A cidade de Caldas Novas enfrenta um aumento de casos de dengue e chikungunya no início de 2026, o que levou a um crescimento de 204% na procura por atendimento em um hospital local em janeiro e à decretação de estado de calamidade pública pela prefeitura.
Sobrecarga no sistema de saúde de Caldas Novas
Aumento da demanda na UPA e no hospital
Segundo a secretaria de saúde, a Unidade de Pronto Atendimento (UPA) tem recebido mais pacientes do que sua capacidade, a maioria com sintomas de dengue e chikungunya. Para lidar com a demanda, foi implantado um atendimento especial na Estratégia Saúde Família (ESF) Recanto dos Eucaliptos, que começou na terça-feira (13/01) com uma média de 100 atendimentos diários.
De acordo com o administrador do Hospital e Maternidade Nossa Senhora Aparecida, Marcos Vinícius, a unidade registrou um aumento de aproximadamente 204% na procura nos primeiros 14 dias de janeiro, em comparação ao mesmo período de dezembro. Apesar do crescimento, a estrutura do hospital tem conseguido absorver a demanda.
Medidas adotadas pelo hospital
“Houve a necessidade de ampliação das escalas médicas e de enfermagem, com aumento do número de profissionais em plantão, o que permitiu manter a segurança e a qualidade do atendimento”, afirmou o administrador.
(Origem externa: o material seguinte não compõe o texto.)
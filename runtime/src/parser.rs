//! Parser: token stream to AST.
//!
//! The grammar is a deliberately small C-family subset: top-level `func`
//! declarations whose bodies contain `let`, `return`, `if`/`else`, and
//! expression statements over string/int/float/bool literals, identifiers,
//! calls, and the `+`/`==` binary operators.  Call-site argument labels and
//! parameter labels/type annotations are accepted and discarded.
//!
//! Top-level forms other than `func` do not produce AST nodes and do not
//! fail; each skipped region is reported through a `tracing` warning so an
//! embedder can surface them.  Inside a function body every construct
//! outside the subset is a compile error.

use tracing::warn;

use crate::error::{CompileError, CompileErrorKind};
use crate::lexer::{Token, TokenKind};

#[derive(Debug, Clone, Copy, PartialEq, Eq)]
pub enum BinaryOp {
    Add,
    Eq,
}

#[derive(Debug, Clone, PartialEq)]
pub enum Expr {
    Str(String),
    Int(i64),
    Float(f64),
    Bool(bool),
    Ident(String),
    Call { name: String, args: Vec<Expr> },
    Binary {
        lhs: Box<Expr>,
        op: BinaryOp,
        rhs: Box<Expr>,
    },
}

#[derive(Debug, Clone, PartialEq)]
pub enum Stmt {
    Let {
        name: String,
        expr: Expr,
        line: u32,
    },
    Expr {
        expr: Expr,
        line: u32,
    },
    Return {
        expr: Option<Expr>,
        line: u32,
    },
    If {
        cond: Expr,
        then_body: Vec<Stmt>,
        else_body: Option<Vec<Stmt>>,
        line: u32,
    },
}

/// A parsed top-level function declaration.
#[derive(Debug, Clone, PartialEq)]
pub struct FunctionDecl {
    pub name: String,
    pub params: Vec<String>,
    pub body: Vec<Stmt>,
    pub line: u32,
}

pub struct Parser {
    tokens: Vec<Token>,
    pos: usize,
}

impl Parser {
    pub fn new(mut tokens: Vec<Token>) -> Self {
        if tokens.is_empty() {
            tokens.push(Token {
                kind: TokenKind::Eof,
                line: 1,
            });
        }
        Self { tokens, pos: 0 }
    }

    fn peek(&self) -> &TokenKind {
        &self.tokens[self.pos.min(self.tokens.len() - 1)].kind
    }

    fn peek_next(&self) -> &TokenKind {
        &self.tokens[(self.pos + 1).min(self.tokens.len() - 1)].kind
    }

    fn line(&self) -> u32 {
        self.tokens[self.pos.min(self.tokens.len() - 1)].line
    }

    fn advance(&mut self) -> Token {
        let token = self.tokens[self.pos.min(self.tokens.len() - 1)].clone();
        if self.pos < self.tokens.len() - 1 {
            self.pos += 1;
        }
        token
    }

    fn eat(&mut self, kind: &TokenKind) -> bool {
        if self.peek() == kind {
            self.advance();
            true
        } else {
            false
        }
    }

    /// Parse the whole file: `func` declarations interleaved with skippable
    /// top-level forms.
    pub fn parse_file(&mut self) -> Result<Vec<FunctionDecl>, CompileError> {
        let mut functions = Vec::new();
        while *self.peek() != TokenKind::Eof {
            if *self.peek() == TokenKind::Func {
                functions.push(self.parse_function()?);
            } else {
                self.skip_top_level_form();
            }
        }
        Ok(functions)
    }

    /// Consume tokens until the next top-level `func` or end of input,
    /// tracking brace depth so a `func` nested inside a skipped block is not
    /// mistaken for a declaration.
    fn skip_top_level_form(&mut self) {
        let start = self.line();
        let mut depth: u32 = 0;
        loop {
            match self.peek() {
                TokenKind::Eof => break,
                TokenKind::Func if depth == 0 => break,
                TokenKind::LBrace => {
                    depth += 1;
                    self.advance();
                }
                TokenKind::RBrace => {
                    depth = depth.saturating_sub(1);
                    self.advance();
                }
                _ => {
                    self.advance();
                }
            }
        }
        warn!(line = start, "ignoring unsupported top-level form");
    }

    fn parse_function(&mut self) -> Result<FunctionDecl, CompileError> {
        let line = self.line();
        self.advance(); // func
        let name = match self.advance().kind {
            TokenKind::Ident(name) => name,
            other => {
                return Err(CompileError::unsupported(
                    format!("malformed function declaration: expected name, found {}", describe(&other)),
                    line,
                ))
            }
        };
        if !self.eat(&TokenKind::LParen) {
            return Err(CompileError::unsupported(
                format!("malformed function declaration for '{name}': expected '('"),
                line,
            ));
        }
        let params = self.parse_params(&name, line)?;
        if !self.eat(&TokenKind::LBrace) {
            return Err(CompileError::unsupported(
                format!("malformed function declaration for '{name}': expected '{{'"),
                self.line(),
            ));
        }
        let body = self.parse_statements_until_rbrace()?;
        Ok(FunctionDecl {
            name,
            params,
            body,
            line,
        })
    }

    /// Parse a parameter list.  Each parameter is `[label] name [: Type]`;
    /// the binding name is the last identifier before the annotation, so
    /// both `name: Int` and `_ name: Int` bind `name`.
    fn parse_params(&mut self, func: &str, line: u32) -> Result<Vec<String>, CompileError> {
        let mut params = Vec::new();
        if self.eat(&TokenKind::RParen) {
            return Ok(params);
        }
        loop {
            let mut binding: Option<String> = None;
            while let TokenKind::Ident(name) = self.peek() {
                binding = Some(name.clone());
                self.advance();
            }
            let binding = binding.ok_or_else(|| {
                CompileError::unsupported(
                    format!("malformed parameter list for '{func}'"),
                    self.line(),
                )
            })?;
            if self.eat(&TokenKind::Colon) {
                self.skip_type_annotation();
            }
            params.push(binding);
            if self.eat(&TokenKind::Comma) {
                continue;
            }
            if self.eat(&TokenKind::RParen) {
                return Ok(params);
            }
            return Err(CompileError::unsupported(
                format!("malformed parameter list for '{func}': expected ',' or ')'"),
                line,
            ));
        }
    }

    /// Discard a type annotation: everything up to the next ',' or ')' at
    /// the current nesting level.
    fn skip_type_annotation(&mut self) {
        let mut depth: u32 = 0;
        loop {
            match self.peek() {
                TokenKind::Eof => break,
                TokenKind::Comma if depth == 0 => break,
                TokenKind::RParen if depth == 0 => break,
                TokenKind::LParen => {
                    depth += 1;
                    self.advance();
                }
                TokenKind::RParen => {
                    depth -= 1;
                    self.advance();
                }
                _ => {
                    self.advance();
                }
            }
        }
    }

    fn parse_statements_until_rbrace(&mut self) -> Result<Vec<Stmt>, CompileError> {
        let mut statements = Vec::new();
        loop {
            match self.peek() {
                TokenKind::Semicolon => {
                    self.advance();
                }
                TokenKind::RBrace => {
                    self.advance();
                    return Ok(statements);
                }
                TokenKind::Eof => {
                    return Err(CompileError::unsupported(
                        "unexpected end of input in function body",
                        self.line(),
                    ))
                }
                _ => statements.push(self.parse_stmt()?),
            }
        }
    }

    fn parse_stmt(&mut self) -> Result<Stmt, CompileError> {
        let line = self.line();
        match self.peek() {
            TokenKind::Let => self.parse_let(),
            TokenKind::Return => self.parse_return(),
            TokenKind::If => self.parse_if(),
            TokenKind::Func => Err(CompileError::unsupported(
                "Unsupported nested function declaration",
                line,
            )),
            _ => {
                let expr = self.parse_expr()?;
                Ok(Stmt::Expr { expr, line })
            }
        }
    }

    fn parse_let(&mut self) -> Result<Stmt, CompileError> {
        let line = self.line();
        self.advance(); // let
        let name = match self.advance().kind {
            TokenKind::Ident(name) => name,
            other => {
                return Err(CompileError::new(
                    CompileErrorKind::InvalidLet,
                    format!("let requires a binding name, found {}", describe(&other)),
                    Some(line),
                ))
            }
        };
        if !self.eat(&TokenKind::Equal) {
            return Err(CompileError::new(
                CompileErrorKind::InvalidLet,
                format!("let binding '{name}' requires '='"),
                Some(line),
            ));
        }
        let expr = self.parse_expr()?;
        Ok(Stmt::Let { name, expr, line })
    }

    fn parse_return(&mut self) -> Result<Stmt, CompileError> {
        let line = self.line();
        self.advance(); // return
        // A value belongs to this return only when it starts on the same
        // line; `return` followed by a new line or ';' is a bare return.
        let expr = if matches!(self.peek(), TokenKind::RBrace | TokenKind::Semicolon)
            || self.line() != line
        {
            None
        } else {
            Some(self.parse_expr()?)
        };
        Ok(Stmt::Return { expr, line })
    }

    fn parse_if(&mut self) -> Result<Stmt, CompileError> {
        let line = self.line();
        self.advance(); // if
        let cond = self.parse_expr()?;
        if !self.eat(&TokenKind::LBrace) {
            return Err(CompileError::new(
                CompileErrorKind::MalformedIf,
                "if requires a braced body",
                Some(line),
            ));
        }
        let then_body = self.parse_statements_until_rbrace()?;
        let else_body = if self.eat(&TokenKind::Else) {
            if *self.peek() == TokenKind::If {
                // `else if` is sugar for a nested if in the else arm.
                Some(vec![self.parse_if()?])
            } else if self.eat(&TokenKind::LBrace) {
                Some(self.parse_statements_until_rbrace()?)
            } else {
                return Err(CompileError::new(
                    CompileErrorKind::MalformedIf,
                    "else requires a braced body",
                    Some(self.line()),
                ));
            }
        } else {
            None
        };
        Ok(Stmt::If {
            cond,
            then_body,
            else_body,
            line,
        })
    }

    pub fn parse_expr(&mut self) -> Result<Expr, CompileError> {
        self.parse_equality()
    }

    fn parse_equality(&mut self) -> Result<Expr, CompileError> {
        let mut lhs = self.parse_additive()?;
        while self.eat(&TokenKind::EqEq) {
            let rhs = self.parse_additive()?;
            lhs = Expr::Binary {
                lhs: Box::new(lhs),
                op: BinaryOp::Eq,
                rhs: Box::new(rhs),
            };
        }
        Ok(lhs)
    }

    fn parse_additive(&mut self) -> Result<Expr, CompileError> {
        let mut lhs = self.parse_primary()?;
        loop {
            match self.peek() {
                TokenKind::Plus => {
                    self.advance();
                    let rhs = self.parse_primary()?;
                    lhs = Expr::Binary {
                        lhs: Box::new(lhs),
                        op: BinaryOp::Add,
                        rhs: Box::new(rhs),
                    };
                }
                TokenKind::Unknown(c) if is_operator_char(*c) => {
                    return Err(CompileError::new(
                        CompileErrorKind::UnsupportedOperator,
                        format!("Unsupported operator '{c}'"),
                        Some(self.line()),
                    ))
                }
                _ => return Ok(lhs),
            }
        }
    }

    fn parse_primary(&mut self) -> Result<Expr, CompileError> {
        let line = self.line();
        let token = self.advance();
        match token.kind {
            TokenKind::Int(value) => Ok(Expr::Int(value)),
            TokenKind::Float(value) => Ok(Expr::Float(value)),
            TokenKind::Str(value) => Ok(Expr::Str(value)),
            TokenKind::True => Ok(Expr::Bool(true)),
            TokenKind::False => Ok(Expr::Bool(false)),
            TokenKind::Ident(name) => {
                if *self.peek() == TokenKind::LParen {
                    self.advance();
                    let args = self.parse_call_args(&name)?;
                    Ok(Expr::Call { name, args })
                } else {
                    Ok(Expr::Ident(name))
                }
            }
            TokenKind::LParen => {
                let expr = self.parse_expr()?;
                if !self.eat(&TokenKind::RParen) {
                    return Err(CompileError::unsupported(
                        "expected ')' to close grouping",
                        self.line(),
                    ));
                }
                Ok(expr)
            }
            TokenKind::Unknown(c) if is_operator_char(c) => Err(CompileError::new(
                CompileErrorKind::UnsupportedOperator,
                format!("Unsupported operator '{c}'"),
                Some(line),
            )),
            other => Err(CompileError::unsupported(
                format!("Unsupported expression at {}", describe(&other)),
                line,
            )),
        }
    }

    /// Parse call arguments, stripping `label:` prefixes.
    fn parse_call_args(&mut self, func: &str) -> Result<Vec<Expr>, CompileError> {
        let mut args = Vec::new();
        if self.eat(&TokenKind::RParen) {
            return Ok(args);
        }
        loop {
            if matches!(self.peek(), TokenKind::Ident(_)) && *self.peek_next() == TokenKind::Colon {
                self.advance();
                self.advance();
            }
            args.push(self.parse_expr()?);
            if self.eat(&TokenKind::Comma) {
                continue;
            }
            if self.eat(&TokenKind::RParen) {
                return Ok(args);
            }
            return Err(CompileError::unsupported(
                format!("expected ',' or ')' in arguments of '{func}'"),
                self.line(),
            ));
        }
    }
}

fn is_operator_char(c: char) -> bool {
    matches!(
        c,
        '-' | '*' | '/' | '%' | '<' | '>' | '!' | '&' | '|' | '^' | '.' | '?'
    )
}

fn describe(kind: &TokenKind) -> String {
    match kind {
        TokenKind::Ident(name) => format!("'{name}'"),
        TokenKind::Int(value) => format!("'{value}'"),
        TokenKind::Float(value) => format!("'{value}'"),
        TokenKind::Str(_) => "string literal".to_string(),
        TokenKind::Unknown(c) => format!("'{c}'"),
        TokenKind::Eof => "end of input".to_string(),
        other => format!("{other:?}"),
    }
}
Ele acrescentou que não foi observado aumento desproporcional de internações por dengue ou chikungunya.
O administrador também informou que estão sendo realizadas “adequações estruturais no pronto-socorro, com ajustes de fluxo e organização do espaço físico, para garantir um atendimento mais ágil, humanizado e seguro durante esse período de maior demanda”.
Caldas Novas decreta calamidade pública
O prefeito de Caldas Novas, Kleber Marra (MDB), decretou na terça-feira (13) situação de calamidade pública devido à epidemia de dengue e ao risco de disseminação de outras arboviroses. O decreto tem validade de 90 dias, podendo ser prorrogado conforme a evolução do cenário epidemiológico.
A prefeitura informou que, nos primeiros dias do ano, foram registrados 87 casos suspeitos de dengue e 36 de chikungunya. Os números representam um aumento exponencial em comparação com o mesmo período de anos anteriores. A superlotação do Hospital e Maternidade Nossa Senhora Aparecida foi uma das justificativas para o decreto.